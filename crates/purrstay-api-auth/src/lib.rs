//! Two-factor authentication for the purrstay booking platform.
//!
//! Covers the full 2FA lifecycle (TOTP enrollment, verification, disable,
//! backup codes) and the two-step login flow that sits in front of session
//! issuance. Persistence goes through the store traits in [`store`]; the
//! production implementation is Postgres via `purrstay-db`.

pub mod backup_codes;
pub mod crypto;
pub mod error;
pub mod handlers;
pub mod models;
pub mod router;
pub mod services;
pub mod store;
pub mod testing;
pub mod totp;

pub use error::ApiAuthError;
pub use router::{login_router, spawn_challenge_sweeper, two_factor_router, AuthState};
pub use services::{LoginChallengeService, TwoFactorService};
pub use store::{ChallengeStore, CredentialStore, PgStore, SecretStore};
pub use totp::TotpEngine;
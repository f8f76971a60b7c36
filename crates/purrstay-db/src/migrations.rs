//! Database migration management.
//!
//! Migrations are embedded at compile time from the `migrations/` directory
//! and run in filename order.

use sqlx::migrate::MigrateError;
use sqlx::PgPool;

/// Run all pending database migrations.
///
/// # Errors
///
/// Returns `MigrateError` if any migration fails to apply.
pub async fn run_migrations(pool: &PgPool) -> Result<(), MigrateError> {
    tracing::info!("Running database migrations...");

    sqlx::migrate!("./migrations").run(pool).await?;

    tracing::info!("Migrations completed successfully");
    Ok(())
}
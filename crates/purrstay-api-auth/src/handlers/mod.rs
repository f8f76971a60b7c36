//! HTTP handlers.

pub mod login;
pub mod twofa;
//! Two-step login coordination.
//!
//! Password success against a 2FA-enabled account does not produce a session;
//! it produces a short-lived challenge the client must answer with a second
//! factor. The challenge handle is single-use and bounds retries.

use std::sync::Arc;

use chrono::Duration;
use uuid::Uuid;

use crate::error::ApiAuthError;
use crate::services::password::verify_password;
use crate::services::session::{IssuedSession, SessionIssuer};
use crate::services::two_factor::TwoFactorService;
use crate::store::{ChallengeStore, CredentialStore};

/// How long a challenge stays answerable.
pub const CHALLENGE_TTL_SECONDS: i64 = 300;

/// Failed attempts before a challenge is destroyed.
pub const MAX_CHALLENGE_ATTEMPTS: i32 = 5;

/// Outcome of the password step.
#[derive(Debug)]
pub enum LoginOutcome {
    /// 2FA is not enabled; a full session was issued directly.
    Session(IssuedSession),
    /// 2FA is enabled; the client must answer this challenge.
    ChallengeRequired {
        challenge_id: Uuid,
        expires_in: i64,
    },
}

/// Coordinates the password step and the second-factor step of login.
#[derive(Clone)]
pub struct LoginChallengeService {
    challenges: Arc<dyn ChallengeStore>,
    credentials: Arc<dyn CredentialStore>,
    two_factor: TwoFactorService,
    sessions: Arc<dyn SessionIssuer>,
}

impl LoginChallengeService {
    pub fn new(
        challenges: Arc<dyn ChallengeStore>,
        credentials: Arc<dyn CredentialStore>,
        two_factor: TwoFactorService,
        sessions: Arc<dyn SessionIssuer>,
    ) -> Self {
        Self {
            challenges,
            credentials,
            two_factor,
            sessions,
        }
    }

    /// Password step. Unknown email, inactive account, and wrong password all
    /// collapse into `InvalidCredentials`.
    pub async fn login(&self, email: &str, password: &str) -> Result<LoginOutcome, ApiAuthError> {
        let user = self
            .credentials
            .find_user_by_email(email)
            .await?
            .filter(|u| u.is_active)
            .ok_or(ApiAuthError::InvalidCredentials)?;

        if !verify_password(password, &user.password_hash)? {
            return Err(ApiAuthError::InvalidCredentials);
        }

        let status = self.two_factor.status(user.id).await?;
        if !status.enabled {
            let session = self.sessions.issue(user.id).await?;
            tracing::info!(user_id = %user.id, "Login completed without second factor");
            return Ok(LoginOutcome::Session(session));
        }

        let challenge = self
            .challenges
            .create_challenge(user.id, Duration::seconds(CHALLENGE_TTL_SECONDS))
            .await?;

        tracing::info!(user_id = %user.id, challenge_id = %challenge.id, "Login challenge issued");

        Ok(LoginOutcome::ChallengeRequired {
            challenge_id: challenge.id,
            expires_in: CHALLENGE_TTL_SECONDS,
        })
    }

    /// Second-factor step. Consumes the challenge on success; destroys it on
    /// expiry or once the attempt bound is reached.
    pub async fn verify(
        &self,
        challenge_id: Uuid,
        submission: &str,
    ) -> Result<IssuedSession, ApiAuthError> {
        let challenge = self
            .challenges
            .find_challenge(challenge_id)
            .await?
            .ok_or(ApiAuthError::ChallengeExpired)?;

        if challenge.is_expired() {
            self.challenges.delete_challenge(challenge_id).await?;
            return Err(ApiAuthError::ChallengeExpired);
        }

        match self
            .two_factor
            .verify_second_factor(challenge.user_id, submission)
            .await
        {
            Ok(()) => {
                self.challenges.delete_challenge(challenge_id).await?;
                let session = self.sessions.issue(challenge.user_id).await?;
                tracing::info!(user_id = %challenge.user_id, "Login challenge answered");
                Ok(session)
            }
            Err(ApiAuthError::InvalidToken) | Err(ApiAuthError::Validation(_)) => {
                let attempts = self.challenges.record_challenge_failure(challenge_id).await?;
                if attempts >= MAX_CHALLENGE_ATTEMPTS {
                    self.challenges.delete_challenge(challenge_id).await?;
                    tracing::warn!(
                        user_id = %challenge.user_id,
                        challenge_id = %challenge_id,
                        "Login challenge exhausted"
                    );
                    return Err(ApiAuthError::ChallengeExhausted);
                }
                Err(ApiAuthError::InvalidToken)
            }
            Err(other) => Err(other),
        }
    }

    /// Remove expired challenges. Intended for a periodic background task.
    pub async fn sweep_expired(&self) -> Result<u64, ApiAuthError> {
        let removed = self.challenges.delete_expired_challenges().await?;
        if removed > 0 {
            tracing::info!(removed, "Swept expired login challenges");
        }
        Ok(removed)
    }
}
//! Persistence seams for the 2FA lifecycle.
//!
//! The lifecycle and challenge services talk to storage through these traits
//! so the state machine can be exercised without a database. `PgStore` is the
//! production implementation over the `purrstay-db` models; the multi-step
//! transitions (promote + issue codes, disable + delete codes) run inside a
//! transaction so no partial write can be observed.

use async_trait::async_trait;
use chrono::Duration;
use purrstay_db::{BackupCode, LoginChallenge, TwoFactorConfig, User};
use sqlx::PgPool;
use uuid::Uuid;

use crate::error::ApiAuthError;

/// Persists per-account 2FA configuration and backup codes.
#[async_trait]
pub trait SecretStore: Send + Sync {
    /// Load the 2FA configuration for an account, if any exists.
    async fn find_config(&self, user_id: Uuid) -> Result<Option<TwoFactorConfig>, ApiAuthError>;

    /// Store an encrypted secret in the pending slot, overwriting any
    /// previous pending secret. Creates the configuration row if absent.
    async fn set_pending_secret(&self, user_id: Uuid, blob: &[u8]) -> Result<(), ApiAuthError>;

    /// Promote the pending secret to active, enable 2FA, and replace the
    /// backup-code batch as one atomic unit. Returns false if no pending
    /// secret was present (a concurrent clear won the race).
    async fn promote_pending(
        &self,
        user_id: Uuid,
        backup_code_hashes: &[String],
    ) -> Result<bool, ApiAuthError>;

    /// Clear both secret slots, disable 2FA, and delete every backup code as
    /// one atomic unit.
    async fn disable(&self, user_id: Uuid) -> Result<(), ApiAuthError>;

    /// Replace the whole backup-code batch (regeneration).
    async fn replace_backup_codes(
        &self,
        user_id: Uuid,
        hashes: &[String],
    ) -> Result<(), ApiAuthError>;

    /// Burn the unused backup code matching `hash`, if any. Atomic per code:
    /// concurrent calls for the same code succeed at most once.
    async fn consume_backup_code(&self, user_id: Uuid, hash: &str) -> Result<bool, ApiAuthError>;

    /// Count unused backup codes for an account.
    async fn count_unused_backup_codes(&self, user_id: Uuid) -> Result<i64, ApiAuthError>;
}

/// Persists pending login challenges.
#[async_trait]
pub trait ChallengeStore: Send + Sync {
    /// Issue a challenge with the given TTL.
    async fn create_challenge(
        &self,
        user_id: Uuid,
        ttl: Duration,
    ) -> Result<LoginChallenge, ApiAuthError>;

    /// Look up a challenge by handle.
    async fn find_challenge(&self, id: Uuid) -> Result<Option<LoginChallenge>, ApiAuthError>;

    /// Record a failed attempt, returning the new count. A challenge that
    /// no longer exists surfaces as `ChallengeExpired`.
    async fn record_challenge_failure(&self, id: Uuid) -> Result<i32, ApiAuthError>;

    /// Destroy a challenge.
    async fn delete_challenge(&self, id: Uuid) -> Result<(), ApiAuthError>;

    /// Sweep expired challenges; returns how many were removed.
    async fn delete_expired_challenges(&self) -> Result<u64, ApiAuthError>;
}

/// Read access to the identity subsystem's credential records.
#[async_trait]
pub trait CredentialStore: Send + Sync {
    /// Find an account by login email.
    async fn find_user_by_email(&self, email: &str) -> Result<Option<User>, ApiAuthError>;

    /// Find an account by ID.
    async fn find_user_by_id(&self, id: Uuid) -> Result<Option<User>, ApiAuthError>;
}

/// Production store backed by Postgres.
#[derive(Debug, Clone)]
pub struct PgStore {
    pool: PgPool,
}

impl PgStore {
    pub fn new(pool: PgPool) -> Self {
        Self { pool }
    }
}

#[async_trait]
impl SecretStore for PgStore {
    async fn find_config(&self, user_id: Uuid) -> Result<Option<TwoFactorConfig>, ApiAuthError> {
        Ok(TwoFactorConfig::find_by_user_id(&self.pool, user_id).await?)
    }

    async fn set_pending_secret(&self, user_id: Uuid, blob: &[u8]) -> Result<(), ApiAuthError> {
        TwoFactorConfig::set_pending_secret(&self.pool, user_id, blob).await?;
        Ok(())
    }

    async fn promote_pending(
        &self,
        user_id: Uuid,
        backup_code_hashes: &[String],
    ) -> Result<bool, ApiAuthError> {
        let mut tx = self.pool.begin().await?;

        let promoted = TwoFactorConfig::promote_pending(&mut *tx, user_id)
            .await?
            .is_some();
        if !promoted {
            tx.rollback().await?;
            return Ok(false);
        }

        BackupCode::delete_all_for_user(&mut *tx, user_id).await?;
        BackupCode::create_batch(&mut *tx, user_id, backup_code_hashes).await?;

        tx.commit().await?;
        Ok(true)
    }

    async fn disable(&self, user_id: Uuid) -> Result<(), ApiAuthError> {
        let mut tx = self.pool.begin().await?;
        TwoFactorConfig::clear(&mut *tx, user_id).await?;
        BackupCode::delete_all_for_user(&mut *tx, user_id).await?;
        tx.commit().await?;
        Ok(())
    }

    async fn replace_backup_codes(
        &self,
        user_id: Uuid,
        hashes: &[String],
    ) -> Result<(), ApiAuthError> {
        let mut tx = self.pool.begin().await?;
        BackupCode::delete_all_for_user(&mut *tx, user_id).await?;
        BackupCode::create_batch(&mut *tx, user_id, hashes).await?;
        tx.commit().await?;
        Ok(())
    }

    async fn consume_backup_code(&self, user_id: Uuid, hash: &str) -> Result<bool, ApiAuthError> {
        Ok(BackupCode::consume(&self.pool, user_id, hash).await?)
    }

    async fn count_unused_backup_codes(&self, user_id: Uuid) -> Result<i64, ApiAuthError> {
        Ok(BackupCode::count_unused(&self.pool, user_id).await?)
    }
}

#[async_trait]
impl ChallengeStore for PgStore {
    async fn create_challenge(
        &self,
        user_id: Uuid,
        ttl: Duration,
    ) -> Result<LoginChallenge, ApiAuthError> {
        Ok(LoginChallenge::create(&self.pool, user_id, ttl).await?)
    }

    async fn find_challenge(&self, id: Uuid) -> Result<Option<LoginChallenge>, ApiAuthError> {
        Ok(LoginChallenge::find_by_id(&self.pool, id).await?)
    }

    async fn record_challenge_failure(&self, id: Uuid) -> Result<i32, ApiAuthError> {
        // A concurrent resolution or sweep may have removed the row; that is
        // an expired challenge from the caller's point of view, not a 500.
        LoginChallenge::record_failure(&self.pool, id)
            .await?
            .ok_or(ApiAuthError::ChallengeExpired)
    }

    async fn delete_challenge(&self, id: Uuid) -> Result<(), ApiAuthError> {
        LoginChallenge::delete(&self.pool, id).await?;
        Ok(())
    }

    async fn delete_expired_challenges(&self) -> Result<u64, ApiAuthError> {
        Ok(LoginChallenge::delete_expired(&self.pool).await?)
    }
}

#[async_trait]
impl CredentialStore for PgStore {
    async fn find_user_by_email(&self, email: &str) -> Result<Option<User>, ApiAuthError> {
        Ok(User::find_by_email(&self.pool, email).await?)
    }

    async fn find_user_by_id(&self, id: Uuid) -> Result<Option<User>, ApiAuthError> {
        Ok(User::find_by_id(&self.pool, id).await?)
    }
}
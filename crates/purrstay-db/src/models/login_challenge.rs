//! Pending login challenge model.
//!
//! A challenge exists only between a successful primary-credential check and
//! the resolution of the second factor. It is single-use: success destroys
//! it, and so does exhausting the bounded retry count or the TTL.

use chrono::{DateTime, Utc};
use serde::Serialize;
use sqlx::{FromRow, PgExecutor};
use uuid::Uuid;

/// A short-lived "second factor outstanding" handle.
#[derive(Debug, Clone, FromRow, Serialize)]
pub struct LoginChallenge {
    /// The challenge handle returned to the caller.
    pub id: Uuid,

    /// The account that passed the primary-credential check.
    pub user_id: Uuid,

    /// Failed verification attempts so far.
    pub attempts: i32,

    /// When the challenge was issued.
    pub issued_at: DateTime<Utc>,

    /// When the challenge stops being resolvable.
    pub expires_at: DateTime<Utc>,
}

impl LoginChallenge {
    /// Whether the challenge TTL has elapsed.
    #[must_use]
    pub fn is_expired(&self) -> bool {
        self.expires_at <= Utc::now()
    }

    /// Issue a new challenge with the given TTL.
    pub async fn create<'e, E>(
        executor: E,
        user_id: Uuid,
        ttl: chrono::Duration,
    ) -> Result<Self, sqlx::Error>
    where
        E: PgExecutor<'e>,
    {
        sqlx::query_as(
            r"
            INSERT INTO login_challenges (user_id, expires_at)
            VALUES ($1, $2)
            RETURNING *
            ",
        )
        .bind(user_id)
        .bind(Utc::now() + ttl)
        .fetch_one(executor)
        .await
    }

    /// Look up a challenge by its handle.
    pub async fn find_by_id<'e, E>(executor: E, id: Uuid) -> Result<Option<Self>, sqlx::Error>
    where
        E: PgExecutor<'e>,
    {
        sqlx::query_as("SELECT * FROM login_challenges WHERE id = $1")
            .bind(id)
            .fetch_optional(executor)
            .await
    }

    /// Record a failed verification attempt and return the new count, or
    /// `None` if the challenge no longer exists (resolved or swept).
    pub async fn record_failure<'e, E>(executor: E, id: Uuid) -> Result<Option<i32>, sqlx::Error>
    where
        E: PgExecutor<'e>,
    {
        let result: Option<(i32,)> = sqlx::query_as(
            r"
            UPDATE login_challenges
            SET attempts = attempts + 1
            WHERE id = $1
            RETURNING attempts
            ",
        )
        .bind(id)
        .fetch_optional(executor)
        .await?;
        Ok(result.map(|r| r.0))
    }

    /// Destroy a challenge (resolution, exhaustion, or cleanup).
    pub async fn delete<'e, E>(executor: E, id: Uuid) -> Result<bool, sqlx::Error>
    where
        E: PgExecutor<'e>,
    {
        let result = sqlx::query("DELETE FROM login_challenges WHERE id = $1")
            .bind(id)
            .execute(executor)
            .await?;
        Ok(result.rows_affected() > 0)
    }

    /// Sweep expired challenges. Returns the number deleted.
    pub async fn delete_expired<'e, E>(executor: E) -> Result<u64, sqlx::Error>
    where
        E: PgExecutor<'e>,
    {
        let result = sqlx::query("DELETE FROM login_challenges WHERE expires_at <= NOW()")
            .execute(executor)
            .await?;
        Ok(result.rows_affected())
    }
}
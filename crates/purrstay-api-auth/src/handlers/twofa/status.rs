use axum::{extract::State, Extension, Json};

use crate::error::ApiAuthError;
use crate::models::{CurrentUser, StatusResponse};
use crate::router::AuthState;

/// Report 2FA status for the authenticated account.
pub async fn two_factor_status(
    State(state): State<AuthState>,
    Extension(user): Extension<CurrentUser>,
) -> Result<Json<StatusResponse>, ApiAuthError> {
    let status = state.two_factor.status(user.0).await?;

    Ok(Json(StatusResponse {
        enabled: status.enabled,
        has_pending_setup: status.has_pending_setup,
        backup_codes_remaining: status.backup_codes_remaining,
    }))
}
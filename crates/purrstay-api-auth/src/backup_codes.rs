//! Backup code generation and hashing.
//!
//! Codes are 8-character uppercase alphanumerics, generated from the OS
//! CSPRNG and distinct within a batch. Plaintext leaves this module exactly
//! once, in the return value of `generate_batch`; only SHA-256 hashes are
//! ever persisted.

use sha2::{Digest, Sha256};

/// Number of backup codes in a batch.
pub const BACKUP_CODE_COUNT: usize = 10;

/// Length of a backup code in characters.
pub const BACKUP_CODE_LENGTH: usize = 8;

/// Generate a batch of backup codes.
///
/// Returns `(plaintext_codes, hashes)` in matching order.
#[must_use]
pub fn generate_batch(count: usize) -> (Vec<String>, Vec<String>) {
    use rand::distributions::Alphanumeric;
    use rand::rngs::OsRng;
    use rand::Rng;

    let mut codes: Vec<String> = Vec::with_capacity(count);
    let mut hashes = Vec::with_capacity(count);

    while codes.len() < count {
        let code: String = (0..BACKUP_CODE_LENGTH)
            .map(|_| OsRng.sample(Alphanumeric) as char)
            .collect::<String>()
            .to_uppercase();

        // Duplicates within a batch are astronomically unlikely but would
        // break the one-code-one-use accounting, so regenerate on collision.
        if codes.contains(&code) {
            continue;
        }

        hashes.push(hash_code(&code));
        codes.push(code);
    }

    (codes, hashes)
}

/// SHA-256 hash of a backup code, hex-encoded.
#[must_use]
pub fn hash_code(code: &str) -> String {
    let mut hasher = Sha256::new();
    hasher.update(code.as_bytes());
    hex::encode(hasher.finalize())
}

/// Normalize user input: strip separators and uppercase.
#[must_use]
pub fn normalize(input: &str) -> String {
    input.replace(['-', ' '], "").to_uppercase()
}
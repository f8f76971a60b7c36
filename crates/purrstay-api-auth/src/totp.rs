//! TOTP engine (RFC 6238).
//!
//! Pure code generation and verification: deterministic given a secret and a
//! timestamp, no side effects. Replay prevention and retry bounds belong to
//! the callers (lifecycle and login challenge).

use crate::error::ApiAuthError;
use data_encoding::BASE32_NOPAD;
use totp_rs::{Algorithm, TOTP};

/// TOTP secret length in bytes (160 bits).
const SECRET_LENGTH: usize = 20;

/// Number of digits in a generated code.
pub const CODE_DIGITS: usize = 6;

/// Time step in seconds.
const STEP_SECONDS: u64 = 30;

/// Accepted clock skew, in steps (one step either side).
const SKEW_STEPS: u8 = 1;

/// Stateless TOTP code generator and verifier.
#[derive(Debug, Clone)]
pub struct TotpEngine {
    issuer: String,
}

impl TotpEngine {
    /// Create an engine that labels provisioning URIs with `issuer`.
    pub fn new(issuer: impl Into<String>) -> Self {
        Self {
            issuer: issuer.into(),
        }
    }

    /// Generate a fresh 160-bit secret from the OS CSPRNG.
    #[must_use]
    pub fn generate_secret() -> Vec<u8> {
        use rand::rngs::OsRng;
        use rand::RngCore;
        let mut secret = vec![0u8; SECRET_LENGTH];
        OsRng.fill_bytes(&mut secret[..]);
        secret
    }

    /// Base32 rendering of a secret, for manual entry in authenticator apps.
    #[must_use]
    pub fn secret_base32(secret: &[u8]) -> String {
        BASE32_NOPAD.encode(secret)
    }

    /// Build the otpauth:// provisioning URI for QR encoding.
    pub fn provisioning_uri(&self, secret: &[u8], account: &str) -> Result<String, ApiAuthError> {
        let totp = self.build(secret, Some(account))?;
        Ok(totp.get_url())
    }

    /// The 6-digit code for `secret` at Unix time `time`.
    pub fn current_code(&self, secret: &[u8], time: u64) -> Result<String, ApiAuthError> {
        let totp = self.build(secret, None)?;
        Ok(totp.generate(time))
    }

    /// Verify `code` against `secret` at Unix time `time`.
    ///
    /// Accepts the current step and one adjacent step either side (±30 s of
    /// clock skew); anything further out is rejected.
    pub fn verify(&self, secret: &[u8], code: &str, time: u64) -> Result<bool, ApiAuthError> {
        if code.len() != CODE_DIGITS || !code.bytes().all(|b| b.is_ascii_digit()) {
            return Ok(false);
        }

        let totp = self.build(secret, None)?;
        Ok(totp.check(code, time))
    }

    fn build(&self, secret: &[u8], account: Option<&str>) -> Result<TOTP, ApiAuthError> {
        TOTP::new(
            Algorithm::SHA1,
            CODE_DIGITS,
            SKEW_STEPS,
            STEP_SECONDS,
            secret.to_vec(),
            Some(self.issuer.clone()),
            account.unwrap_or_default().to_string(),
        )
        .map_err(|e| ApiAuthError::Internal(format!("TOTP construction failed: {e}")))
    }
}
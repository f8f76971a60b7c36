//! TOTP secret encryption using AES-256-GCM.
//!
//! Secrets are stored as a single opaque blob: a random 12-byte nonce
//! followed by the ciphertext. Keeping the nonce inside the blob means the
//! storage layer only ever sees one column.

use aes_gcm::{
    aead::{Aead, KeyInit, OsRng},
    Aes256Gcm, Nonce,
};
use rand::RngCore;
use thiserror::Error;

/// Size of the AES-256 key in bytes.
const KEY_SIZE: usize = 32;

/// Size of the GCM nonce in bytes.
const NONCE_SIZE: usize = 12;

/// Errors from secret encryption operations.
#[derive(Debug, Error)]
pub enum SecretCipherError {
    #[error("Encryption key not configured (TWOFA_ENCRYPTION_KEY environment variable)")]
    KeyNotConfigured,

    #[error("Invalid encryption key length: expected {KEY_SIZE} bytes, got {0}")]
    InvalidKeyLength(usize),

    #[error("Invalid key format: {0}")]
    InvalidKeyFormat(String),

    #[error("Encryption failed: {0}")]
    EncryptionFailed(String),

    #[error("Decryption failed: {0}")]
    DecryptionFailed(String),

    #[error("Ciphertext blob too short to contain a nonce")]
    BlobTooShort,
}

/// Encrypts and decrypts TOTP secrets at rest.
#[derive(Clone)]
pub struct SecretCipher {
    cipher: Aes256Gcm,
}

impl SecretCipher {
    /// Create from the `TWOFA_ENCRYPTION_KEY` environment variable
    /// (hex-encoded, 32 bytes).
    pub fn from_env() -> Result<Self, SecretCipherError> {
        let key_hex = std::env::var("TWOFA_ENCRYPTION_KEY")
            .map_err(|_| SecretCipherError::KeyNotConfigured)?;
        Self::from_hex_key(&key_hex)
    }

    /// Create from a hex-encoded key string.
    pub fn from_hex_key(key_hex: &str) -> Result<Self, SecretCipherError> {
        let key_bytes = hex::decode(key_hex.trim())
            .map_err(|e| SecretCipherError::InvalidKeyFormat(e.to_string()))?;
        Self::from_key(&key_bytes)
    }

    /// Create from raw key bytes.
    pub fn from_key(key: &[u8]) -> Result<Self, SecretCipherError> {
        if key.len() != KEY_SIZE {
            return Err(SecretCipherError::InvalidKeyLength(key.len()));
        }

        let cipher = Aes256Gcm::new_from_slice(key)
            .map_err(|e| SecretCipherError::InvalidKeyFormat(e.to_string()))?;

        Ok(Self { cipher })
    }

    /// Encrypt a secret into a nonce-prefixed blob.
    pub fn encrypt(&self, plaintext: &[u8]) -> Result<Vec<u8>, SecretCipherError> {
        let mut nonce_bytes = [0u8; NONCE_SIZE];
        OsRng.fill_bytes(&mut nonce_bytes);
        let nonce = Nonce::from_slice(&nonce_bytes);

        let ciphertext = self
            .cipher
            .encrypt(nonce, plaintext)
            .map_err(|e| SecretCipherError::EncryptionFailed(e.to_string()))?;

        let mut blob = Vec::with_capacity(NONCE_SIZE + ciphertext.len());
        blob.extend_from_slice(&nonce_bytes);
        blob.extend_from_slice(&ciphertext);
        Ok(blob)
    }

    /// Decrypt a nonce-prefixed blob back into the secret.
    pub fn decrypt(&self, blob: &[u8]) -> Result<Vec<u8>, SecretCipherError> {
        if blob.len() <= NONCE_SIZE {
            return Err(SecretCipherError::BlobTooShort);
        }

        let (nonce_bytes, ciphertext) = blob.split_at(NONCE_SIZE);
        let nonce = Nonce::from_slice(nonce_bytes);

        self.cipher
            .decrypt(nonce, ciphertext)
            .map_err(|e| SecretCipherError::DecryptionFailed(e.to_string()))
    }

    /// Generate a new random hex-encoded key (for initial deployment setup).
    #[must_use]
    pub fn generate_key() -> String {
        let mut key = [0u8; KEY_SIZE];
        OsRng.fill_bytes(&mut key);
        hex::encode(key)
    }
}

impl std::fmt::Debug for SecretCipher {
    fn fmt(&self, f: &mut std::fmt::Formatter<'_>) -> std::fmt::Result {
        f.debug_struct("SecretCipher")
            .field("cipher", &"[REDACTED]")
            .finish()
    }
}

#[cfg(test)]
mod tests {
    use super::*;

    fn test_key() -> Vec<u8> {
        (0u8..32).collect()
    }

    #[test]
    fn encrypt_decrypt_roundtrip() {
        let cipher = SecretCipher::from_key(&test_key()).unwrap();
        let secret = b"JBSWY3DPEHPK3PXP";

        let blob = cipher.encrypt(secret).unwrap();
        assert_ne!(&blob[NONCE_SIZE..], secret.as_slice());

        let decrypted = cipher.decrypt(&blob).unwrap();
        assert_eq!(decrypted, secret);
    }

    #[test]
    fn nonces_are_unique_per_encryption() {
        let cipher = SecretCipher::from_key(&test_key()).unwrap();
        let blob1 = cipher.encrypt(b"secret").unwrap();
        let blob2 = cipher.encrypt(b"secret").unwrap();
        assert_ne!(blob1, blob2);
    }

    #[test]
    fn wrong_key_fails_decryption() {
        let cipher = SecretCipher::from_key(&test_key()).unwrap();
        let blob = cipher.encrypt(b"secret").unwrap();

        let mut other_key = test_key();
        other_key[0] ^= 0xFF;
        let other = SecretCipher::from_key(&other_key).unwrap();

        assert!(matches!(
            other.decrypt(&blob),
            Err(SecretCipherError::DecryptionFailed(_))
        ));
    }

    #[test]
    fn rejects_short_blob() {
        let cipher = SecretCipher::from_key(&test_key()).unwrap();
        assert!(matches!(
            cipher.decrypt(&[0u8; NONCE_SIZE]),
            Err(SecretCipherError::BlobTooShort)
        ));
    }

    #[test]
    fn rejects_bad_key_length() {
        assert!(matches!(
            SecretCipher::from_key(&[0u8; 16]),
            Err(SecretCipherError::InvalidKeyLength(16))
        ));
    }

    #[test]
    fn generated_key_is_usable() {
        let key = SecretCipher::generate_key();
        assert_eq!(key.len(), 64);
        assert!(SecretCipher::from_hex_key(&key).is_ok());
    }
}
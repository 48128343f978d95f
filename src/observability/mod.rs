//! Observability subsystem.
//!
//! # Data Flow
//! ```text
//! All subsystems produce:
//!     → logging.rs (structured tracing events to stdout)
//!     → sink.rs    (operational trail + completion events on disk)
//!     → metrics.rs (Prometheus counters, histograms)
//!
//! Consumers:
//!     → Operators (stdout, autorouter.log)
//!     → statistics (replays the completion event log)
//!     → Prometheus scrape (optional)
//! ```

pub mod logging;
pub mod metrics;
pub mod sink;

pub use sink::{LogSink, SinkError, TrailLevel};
• • •
◆ Work request:
Copy each line of the entries that includes the word "LoginChallengeService".

◆ Expected answer:
pub use services::{LoginChallengeService, TwoFactorService};
pub struct LoginChallengeService {
impl LoginChallengeService {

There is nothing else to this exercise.